- **What needs to be done**
Find the lines in the records that carry the word "myspace". Copy each one.

Extracted data Start Marker

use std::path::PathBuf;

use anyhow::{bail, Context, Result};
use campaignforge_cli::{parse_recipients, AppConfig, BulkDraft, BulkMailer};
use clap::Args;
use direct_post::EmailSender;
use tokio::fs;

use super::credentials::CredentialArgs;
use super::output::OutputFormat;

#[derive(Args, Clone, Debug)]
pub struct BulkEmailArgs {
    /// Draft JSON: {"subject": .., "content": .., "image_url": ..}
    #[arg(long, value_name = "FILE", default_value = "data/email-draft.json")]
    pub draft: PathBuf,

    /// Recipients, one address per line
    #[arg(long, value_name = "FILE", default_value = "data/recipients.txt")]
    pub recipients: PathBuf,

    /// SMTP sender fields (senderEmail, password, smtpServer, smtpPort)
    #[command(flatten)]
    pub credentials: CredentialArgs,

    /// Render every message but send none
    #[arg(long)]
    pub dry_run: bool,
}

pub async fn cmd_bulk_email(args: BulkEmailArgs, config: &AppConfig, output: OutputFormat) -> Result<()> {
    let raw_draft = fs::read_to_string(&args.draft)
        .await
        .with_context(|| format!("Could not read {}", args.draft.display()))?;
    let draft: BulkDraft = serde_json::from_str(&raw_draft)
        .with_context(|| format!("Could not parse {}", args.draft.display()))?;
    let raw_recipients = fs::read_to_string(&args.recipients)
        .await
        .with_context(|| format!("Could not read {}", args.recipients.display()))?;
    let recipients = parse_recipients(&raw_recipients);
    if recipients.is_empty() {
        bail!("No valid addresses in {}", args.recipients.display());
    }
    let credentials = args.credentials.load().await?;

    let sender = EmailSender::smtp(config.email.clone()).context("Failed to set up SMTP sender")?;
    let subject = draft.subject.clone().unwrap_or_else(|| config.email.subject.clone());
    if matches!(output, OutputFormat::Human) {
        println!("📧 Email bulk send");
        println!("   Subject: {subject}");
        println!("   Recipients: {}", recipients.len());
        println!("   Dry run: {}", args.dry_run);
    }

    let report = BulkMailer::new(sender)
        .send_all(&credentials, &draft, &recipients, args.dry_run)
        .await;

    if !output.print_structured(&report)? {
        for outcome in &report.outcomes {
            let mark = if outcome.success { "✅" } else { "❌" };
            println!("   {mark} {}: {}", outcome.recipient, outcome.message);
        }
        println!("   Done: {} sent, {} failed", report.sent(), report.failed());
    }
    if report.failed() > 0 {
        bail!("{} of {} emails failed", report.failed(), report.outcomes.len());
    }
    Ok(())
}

Extracted data End Marker
Extracted data Start Marker

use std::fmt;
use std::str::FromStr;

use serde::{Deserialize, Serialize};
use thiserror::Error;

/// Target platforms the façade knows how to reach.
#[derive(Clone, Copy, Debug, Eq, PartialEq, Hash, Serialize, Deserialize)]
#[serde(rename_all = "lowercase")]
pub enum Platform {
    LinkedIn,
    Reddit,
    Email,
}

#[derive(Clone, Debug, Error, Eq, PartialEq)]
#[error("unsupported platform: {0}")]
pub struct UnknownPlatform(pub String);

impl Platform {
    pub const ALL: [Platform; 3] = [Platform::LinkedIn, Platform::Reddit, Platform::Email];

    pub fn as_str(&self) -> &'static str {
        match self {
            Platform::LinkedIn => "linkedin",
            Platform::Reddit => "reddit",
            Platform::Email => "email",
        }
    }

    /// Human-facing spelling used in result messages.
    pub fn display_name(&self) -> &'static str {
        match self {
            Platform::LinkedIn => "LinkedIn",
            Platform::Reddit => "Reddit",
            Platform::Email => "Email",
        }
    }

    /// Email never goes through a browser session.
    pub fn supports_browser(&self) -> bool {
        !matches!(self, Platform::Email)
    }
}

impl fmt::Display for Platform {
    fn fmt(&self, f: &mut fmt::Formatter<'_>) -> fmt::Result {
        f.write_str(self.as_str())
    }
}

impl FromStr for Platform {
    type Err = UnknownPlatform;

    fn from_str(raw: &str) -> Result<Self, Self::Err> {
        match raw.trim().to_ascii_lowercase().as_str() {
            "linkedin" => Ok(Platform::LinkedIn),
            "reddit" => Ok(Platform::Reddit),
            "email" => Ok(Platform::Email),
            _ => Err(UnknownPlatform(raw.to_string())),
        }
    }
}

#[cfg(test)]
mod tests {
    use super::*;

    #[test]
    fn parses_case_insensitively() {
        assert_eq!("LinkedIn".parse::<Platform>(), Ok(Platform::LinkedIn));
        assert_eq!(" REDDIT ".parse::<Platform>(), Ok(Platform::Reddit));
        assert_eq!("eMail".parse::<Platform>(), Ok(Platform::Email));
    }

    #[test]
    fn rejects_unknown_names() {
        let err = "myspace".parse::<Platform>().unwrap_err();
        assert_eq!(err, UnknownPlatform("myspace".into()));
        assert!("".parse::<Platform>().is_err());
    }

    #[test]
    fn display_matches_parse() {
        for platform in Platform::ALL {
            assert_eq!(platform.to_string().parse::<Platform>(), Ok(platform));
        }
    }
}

Extracted data End Marker

- **Answer space**
        let err = "myspace".parse::<Platform>().unwrap_err();
        assert_eq!(err, UnknownPlatform("myspace".into()));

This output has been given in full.